_WHAT TO WORK ON_
Every line below that holds the string "Idle" must be copied.

[[ GIVEN INFORMATION open ]]

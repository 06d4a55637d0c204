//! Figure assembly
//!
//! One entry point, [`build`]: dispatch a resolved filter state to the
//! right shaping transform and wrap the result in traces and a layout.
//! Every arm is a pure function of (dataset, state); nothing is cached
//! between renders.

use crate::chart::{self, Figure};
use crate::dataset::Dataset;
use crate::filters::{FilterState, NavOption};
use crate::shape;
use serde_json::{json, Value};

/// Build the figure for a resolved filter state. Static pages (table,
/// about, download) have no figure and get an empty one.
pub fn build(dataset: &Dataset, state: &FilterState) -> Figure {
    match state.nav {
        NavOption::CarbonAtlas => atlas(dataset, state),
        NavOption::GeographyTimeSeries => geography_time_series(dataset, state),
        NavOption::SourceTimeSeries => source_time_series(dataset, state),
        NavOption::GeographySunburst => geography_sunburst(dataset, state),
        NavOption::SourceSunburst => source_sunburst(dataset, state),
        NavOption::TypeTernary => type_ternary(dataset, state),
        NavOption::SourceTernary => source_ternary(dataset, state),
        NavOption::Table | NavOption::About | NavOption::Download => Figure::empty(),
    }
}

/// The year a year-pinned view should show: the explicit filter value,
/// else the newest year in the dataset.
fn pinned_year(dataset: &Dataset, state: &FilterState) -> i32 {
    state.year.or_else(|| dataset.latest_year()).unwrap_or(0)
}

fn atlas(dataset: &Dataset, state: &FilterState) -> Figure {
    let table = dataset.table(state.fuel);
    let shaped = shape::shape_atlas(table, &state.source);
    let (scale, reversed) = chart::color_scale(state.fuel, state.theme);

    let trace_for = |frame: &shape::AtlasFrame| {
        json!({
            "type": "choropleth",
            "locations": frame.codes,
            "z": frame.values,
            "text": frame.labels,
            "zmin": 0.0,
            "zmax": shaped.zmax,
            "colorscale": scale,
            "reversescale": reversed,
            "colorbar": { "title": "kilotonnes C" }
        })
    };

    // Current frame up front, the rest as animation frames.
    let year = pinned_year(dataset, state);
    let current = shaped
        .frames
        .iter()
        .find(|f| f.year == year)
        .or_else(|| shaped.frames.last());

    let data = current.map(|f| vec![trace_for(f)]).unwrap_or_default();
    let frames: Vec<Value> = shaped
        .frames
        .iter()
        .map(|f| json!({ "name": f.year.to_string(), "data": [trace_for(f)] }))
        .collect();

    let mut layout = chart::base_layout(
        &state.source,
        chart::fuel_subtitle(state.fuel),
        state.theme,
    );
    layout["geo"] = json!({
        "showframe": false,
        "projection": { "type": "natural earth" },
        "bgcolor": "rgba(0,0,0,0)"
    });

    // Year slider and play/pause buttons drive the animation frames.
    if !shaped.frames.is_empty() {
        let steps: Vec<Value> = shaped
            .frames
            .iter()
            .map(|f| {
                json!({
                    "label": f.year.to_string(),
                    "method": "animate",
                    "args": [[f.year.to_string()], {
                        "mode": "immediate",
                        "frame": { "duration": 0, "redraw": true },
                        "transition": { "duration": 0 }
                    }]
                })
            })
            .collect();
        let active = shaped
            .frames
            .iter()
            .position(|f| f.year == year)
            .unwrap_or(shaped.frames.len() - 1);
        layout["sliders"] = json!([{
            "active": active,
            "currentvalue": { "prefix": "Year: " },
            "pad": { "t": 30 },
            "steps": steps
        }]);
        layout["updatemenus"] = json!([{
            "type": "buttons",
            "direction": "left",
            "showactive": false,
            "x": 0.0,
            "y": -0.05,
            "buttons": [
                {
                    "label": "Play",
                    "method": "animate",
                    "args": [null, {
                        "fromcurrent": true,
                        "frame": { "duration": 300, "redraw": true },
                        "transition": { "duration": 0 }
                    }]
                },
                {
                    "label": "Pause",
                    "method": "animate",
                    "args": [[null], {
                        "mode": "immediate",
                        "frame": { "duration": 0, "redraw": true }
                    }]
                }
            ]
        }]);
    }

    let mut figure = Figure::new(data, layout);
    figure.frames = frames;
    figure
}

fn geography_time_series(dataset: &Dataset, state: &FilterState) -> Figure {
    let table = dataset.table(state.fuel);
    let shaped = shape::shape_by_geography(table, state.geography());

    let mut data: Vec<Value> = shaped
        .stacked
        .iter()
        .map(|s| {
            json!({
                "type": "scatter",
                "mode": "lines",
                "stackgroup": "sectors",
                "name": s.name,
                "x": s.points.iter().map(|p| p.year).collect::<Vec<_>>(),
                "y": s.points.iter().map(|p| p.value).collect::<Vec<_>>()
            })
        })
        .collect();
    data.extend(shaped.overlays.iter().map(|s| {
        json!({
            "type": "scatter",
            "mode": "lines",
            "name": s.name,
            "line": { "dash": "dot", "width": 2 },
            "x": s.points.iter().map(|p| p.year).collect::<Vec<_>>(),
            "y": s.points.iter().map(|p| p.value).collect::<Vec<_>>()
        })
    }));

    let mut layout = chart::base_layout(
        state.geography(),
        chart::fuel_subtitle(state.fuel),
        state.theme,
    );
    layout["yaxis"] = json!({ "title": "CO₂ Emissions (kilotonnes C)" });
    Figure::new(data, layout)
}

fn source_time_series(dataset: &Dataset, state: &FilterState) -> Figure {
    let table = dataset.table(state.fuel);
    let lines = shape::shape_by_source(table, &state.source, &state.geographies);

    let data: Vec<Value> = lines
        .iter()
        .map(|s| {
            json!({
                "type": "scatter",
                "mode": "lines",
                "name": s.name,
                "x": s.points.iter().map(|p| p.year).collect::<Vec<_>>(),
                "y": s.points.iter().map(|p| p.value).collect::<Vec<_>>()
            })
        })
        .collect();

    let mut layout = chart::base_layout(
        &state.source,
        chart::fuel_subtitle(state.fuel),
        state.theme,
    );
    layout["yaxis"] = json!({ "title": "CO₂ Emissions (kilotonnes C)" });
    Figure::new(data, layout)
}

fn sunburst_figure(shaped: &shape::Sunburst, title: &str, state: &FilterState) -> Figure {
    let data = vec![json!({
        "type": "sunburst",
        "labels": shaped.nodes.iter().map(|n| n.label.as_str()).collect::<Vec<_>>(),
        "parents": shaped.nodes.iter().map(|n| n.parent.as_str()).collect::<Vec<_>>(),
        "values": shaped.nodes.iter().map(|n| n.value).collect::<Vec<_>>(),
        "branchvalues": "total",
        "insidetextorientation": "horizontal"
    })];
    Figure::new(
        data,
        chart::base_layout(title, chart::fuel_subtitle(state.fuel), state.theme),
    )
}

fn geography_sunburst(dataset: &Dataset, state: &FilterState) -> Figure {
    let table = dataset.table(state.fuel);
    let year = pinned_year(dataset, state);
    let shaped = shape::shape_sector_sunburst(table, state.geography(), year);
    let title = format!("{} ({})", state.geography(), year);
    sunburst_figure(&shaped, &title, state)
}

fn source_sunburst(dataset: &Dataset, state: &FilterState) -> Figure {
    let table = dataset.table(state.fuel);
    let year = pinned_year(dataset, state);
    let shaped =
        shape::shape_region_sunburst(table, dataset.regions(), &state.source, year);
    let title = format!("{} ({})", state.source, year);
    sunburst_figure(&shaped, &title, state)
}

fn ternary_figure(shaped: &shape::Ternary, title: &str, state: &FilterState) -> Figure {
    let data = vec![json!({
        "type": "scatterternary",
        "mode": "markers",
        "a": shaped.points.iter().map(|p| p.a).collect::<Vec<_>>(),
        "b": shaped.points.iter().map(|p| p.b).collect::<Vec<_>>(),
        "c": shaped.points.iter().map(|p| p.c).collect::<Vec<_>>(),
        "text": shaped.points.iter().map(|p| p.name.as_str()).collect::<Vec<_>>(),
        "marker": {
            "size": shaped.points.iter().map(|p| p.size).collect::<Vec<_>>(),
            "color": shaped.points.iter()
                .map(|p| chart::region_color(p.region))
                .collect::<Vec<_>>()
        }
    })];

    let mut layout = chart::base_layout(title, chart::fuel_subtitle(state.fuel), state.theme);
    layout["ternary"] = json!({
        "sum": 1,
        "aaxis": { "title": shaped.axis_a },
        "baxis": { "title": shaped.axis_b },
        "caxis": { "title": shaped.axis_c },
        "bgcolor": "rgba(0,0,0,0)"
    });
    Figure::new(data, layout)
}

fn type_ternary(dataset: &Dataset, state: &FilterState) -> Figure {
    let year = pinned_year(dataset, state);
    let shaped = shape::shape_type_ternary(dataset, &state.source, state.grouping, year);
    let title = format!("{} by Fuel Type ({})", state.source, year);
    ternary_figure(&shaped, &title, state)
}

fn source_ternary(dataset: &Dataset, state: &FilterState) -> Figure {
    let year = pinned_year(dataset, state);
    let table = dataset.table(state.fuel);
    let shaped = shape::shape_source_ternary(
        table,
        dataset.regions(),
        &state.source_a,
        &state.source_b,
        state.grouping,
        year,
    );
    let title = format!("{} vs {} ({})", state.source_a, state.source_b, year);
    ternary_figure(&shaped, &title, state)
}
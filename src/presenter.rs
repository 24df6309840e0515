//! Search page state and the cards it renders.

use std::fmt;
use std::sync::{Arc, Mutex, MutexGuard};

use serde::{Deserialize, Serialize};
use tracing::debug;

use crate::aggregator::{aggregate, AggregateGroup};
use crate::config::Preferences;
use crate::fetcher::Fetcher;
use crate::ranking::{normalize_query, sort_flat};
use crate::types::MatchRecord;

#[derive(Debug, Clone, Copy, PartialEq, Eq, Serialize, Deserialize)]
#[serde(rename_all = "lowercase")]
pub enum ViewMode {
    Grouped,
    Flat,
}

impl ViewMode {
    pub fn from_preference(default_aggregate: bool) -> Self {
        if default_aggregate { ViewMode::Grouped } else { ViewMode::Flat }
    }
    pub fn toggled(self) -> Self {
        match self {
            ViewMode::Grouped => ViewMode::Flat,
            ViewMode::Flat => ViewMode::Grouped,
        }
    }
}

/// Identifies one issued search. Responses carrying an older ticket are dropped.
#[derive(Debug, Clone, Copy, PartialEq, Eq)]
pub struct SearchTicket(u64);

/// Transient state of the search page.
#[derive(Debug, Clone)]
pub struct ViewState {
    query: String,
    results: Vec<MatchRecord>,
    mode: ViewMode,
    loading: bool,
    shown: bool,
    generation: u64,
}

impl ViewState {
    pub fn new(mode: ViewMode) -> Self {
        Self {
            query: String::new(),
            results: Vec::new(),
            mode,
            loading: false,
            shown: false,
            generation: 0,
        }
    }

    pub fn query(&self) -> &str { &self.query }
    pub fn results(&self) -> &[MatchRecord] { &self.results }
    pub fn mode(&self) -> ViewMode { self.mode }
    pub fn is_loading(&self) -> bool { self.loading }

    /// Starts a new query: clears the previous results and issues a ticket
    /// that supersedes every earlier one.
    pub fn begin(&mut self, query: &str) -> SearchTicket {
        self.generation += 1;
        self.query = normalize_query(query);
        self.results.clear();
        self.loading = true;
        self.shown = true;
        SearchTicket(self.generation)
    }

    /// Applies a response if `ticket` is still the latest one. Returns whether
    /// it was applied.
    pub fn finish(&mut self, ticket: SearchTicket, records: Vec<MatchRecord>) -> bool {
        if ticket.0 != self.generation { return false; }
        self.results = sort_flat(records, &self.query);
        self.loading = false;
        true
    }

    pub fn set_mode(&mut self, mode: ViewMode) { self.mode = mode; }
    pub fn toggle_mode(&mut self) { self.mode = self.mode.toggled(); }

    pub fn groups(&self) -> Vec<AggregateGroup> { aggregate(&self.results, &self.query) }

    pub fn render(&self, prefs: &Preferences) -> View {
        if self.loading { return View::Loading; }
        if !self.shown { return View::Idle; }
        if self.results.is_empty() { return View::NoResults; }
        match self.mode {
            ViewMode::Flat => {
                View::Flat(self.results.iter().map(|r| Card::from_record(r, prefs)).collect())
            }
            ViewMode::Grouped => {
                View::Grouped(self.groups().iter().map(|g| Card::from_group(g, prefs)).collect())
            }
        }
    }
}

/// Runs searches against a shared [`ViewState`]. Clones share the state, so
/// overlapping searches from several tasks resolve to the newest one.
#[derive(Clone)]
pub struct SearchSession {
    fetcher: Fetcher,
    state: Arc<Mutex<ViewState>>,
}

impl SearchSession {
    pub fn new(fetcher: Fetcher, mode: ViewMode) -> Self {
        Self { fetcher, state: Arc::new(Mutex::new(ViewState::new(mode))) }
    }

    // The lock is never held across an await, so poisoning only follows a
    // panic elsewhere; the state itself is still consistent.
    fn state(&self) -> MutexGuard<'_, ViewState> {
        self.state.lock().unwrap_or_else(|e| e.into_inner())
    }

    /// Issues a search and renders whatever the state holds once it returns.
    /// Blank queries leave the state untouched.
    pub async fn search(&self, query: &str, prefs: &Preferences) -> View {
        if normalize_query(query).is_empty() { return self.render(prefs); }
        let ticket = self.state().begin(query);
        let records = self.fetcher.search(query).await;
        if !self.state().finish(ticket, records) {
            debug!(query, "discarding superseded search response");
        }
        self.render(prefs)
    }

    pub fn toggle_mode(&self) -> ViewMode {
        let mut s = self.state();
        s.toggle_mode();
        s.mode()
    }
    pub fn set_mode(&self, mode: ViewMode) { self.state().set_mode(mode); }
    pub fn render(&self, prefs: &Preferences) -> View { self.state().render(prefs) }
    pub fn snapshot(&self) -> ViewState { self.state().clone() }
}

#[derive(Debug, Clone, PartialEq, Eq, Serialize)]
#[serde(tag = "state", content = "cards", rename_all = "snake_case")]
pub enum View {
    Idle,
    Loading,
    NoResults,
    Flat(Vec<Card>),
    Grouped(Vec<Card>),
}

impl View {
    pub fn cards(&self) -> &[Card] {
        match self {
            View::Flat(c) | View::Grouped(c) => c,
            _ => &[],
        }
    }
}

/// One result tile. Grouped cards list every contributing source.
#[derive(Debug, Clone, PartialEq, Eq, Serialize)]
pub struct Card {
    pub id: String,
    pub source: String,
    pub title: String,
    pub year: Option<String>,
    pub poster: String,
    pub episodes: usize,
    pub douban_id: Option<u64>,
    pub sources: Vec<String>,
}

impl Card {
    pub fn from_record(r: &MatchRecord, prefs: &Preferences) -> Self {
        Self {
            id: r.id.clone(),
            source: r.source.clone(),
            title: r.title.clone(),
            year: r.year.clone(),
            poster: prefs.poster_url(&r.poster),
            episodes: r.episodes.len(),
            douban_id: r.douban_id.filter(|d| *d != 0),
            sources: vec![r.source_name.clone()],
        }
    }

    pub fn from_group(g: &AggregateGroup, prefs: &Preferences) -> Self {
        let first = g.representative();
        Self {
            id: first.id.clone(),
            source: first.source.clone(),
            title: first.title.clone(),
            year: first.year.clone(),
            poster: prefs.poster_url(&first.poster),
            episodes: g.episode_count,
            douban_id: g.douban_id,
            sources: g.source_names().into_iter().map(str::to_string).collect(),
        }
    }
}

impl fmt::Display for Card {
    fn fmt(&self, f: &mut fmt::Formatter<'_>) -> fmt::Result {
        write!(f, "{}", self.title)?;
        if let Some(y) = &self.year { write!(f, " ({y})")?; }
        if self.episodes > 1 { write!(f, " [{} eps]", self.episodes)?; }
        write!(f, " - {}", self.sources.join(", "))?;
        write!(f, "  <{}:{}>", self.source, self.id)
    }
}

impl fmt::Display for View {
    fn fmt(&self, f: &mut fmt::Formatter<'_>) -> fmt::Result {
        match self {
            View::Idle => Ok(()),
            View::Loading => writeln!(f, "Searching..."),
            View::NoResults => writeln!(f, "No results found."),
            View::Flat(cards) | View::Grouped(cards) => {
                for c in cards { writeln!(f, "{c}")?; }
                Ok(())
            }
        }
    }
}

[[ GIVEN INFORMATION closed ]]

_SOLVED PROBLEM_
        if !self.shown { return View::Idle; }
    Idle,
            View::Idle => Ok(()),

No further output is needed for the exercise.